Other discussions however revolved around the character being regarded as a "safe" design. This stemmed from longstanding criticism of Overwatch 2, which argued that the character designs had lot much of what made them stand out in previous media, and a comment previously made by the developers that suggested they were aiming for marketable, conventionally attractive characters meant to sell in-game cosmetics. By comparison to older, more unique additions to the franchise, Vendetta and predecing character Wuyang were regarded as designs that could be pushed quickly and would be easy to create new skins for. Feliciano Mondigo III of Gfininity eSports statied that while they expected to still see more outlandish characters added to the game in the future, "these 'safe' ones just aren't as memorable as the original roster of heroes in Overwatch's history".

Richard Warren of Game Rant meanwhile felt that Vendetta gave Overwatch a narrative push it desperately needed, and reflected how characters were more integral to the game's story compared to Rivals handling of them. He further felt she was exciting from a gameplay perspective, both well received and heavily discussed in the gameplay community, and was "incredibly fun without feeling unfair" in that regard. PC Gamers Elie Gould expressed that she was somewhat disappointed that the character was not classified as a Tank in the game, a character archetype commonly associated with being able to protect their team and hold a position. She felt that Overwatch had established characters such as Doomfist or Junker Queen were associated with doing this well, and that Vendetta would have fit into this theme too. Regardless, she found the most interesting aspect of the character to be her backstory, and how it tied to the Blackwatch in-game event, which she considered her favorite. She was keen to see where it led, and what it meant for characters like Reaper that were tied to the event.

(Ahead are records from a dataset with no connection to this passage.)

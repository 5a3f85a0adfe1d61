//! Pick performance over a date window
//!
//! Settled picks are graded in units:
//!     win  -> units * (decimal - 1)
//!     loss -> -units
//!     push -> 0
//!
//! Picks without a price can still be counted but contribute no profit.

use chrono::{Duration, NaiveDate};
use serde::{Deserialize, Serialize};

use super::kelly::{StakeSizer, StakingConfig};
use super::odds::american_to_decimal;
use crate::data::picks::{Pick, PickResult};

/// Aggregate record for picks in a date window
#[derive(Debug, Clone, Default, PartialEq, Serialize, Deserialize)]
pub struct WindowSummary {
    pub from: Option<NaiveDate>,
    pub to: Option<NaiveDate>,
    pub total: usize,
    pub wins: usize,
    pub losses: usize,
    pub pushes: usize,
    pub pending: usize,
    pub units_risked: f64,
    pub units_won: f64,
    pub hit_rate: f64,
    pub roi: f64,
}

/// Profit in units for a settled pick, `None` while pending
pub fn pick_profit(pick: &Pick) -> Option<f64> {
    match pick.result {
        PickResult::Win => {
            let decimal = pick
                .american_odds
                .and_then(|a| american_to_decimal(a).ok())?;
            Some(pick.units * (decimal - 1.0))
        }
        PickResult::Loss => Some(-pick.units),
        PickResult::Push => Some(0.0),
        PickResult::Pending => None,
    }
}

/// Summarize picks dated within `[from, to]` (inclusive)
pub fn summarize_window(picks: &[Pick], from: NaiveDate, to: NaiveDate) -> WindowSummary {
    let in_window: Vec<&Pick> = picks
        .iter()
        .filter(|p| p.date >= from && p.date <= to)
        .collect();

    let mut summary = WindowSummary {
        from: Some(from),
        to: Some(to),
        total: in_window.len(),
        ..WindowSummary::default()
    };

    for pick in in_window {
        match pick.result {
            PickResult::Win => summary.wins += 1,
            PickResult::Loss => summary.losses += 1,
            PickResult::Push => summary.pushes += 1,
            PickResult::Pending => {
                summary.pending += 1;
                continue;
            }
        }

        summary.units_risked += pick.units;
        summary.units_won += pick_profit(pick).unwrap_or(0.0);
    }

    let decided = summary.wins + summary.losses;
    summary.hit_rate = if decided > 0 {
        summary.wins as f64 / decided as f64
    } else {
        0.0
    };
    summary.roi = if summary.units_risked > 0.0 {
        summary.units_won / summary.units_risked
    } else {
        0.0
    };

    summary
}

/// Summarize the `days` most recent days ending on `today` (inclusive)
pub fn recent_window(picks: &[Pick], today: NaiveDate, days: u32) -> WindowSummary {
    let span = i64::from(days.max(1)) - 1;
    summarize_window(picks, today - Duration::days(span), today)
}

/// Pick joined with price-derived metrics
#[derive(Debug, Clone, Serialize, Deserialize)]
pub struct PickEvaluation {
    pub selection: String,
    pub american_odds: f64,
    pub probability: f64,
    pub break_even_prob: f64,
    pub ev_percent: f64,
    pub stake: f64,
}

/// Evaluate a pick that carries both a price and a model probability
pub fn evaluate_pick(pick: &Pick, config: &StakingConfig) -> Option<PickEvaluation> {
    let american = pick.american_odds?;
    let probability = pick.probability?;
    let sizing = StakeSizer::new(*config, 1.0)
        .size(probability, american)
        .ok()?;

    Some(PickEvaluation {
        selection: pick.selection.clone(),
        american_odds: american,
        probability,
        break_even_prob: sizing.break_even_prob,
        ev_percent: sizing.ev_percent,
        stake: sizing.stake,
    })
}

#[cfg(test)]
mod tests {
    use super::*;

    fn date(d: u32) -> NaiveDate {
        NaiveDate::from_ymd_opt(2024, 4, d).unwrap()
    }

    fn pick(day: u32, odds: Option<f64>, result: PickResult, units: f64) -> Pick {
        Pick {
            date: date(day),
            sport: None,
            selection: format!("pick-{}", day),
            american_odds: odds,
            probability: Some(0.55),
            result,
            units,
        }
    }

    fn sample() -> Vec<Pick> {
        vec![
            pick(1, Some(150.0), PickResult::Win, 1.0),   // +1.5
            pick(2, Some(-110.0), PickResult::Loss, 2.0), // -2.0
            pick(3, Some(-120.0), PickResult::Push, 1.0), // 0
            pick(4, Some(-110.0), PickResult::Win, 1.1),  // +1.0
            pick(5, Some(200.0), PickResult::Pending, 1.0),
            pick(20, Some(100.0), PickResult::Win, 1.0),
        ]
    }

    #[test]
    fn test_summarize_window_counts() {
        let summary = summarize_window(&sample(), date(1), date(5));

        assert_eq!(summary.total, 5);
        assert_eq!(summary.wins, 2);
        assert_eq!(summary.losses, 1);
        assert_eq!(summary.pushes, 1);
        assert_eq!(summary.pending, 1);
        assert!((summary.units_risked - 5.1).abs() < 1e-9);
        assert!((summary.units_won - 0.5).abs() < 1e-9);
        assert!((summary.hit_rate - 2.0 / 3.0).abs() < 1e-9);
        assert!((summary.roi - 0.5 / 5.1).abs() < 1e-9);
    }

    #[test]
    fn test_summarize_window_inclusive_bounds() {
        let summary = summarize_window(&sample(), date(20), date(20));
        assert_eq!(summary.total, 1);
        assert_eq!(summary.wins, 1);
        assert!((summary.units_won - 1.0).abs() < 1e-9);
    }

    #[test]
    fn test_summarize_empty_window() {
        let summary = summarize_window(&sample(), date(10), date(15));
        assert_eq!(summary.total, 0);
        assert_eq!(summary.hit_rate, 0.0);
        assert_eq!(summary.roi, 0.0);
    }

    #[test]
    fn test_recent_window() {
        let summary = recent_window(&sample(), date(5), 3);
        assert_eq!(summary.from, Some(date(3)));
        assert_eq!(summary.total, 3);
    }

    #[test]
    fn test_pick_profit_without_price() {
        assert_eq!(pick_profit(&pick(1, None, PickResult::Win, 1.0)), None);
        assert_eq!(pick_profit(&pick(1, None, PickResult::Loss, 1.0)), Some(-1.0));
    }

    #[test]
    fn test_evaluate_pick() {
        let config = StakingConfig::default();
        let eval = evaluate_pick(&pick(1, Some(100.0), PickResult::Pending, 1.0), &config).unwrap();

        assert!((eval.ev_percent - 10.0).abs() < 1e-9);
        assert!((eval.break_even_prob - 0.5).abs() < 1e-9);
        assert_eq!(eval.stake, 20.0);

        assert!(evaluate_pick(&pick(1, None, PickResult::Pending, 1.0), &config).is_none());
    }
}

However, some saw the character as significantly overpowered, which was further evidenced by her performance in-game. Jason Winter writing for MMOBomb argued that while this was typical of new characters introduced in the game who often would see balance patches over time, Vendetta's unique gameplay presented a significant problem. In particular, he observed that she had a significantly lower skill ceiling than other characters, but also much higher durability. Comparing Overwatch and Rivals, he observed how the former lacked tools at the time to deal with a character like Vendetta, while they were common in the latter. While he personally liked her design, he felt too many factors led to her to being unenjoyable to encounter.

Winter suggested one possible fix was increasing her physical size to match the implications of her durability. Moreso, he proposed better audio cues for her attacks, citing that most were battle grunts with little indication as to what attack she was using, which he found strange for a game series like Overwatch which had been previously praised for its sound design. He also echoed the comparison to Rivals Magik, citing how by comparison Magik had far less mobility than Vendetta, whose own high maneuverability coupled with her other attributes may have been too much for one character.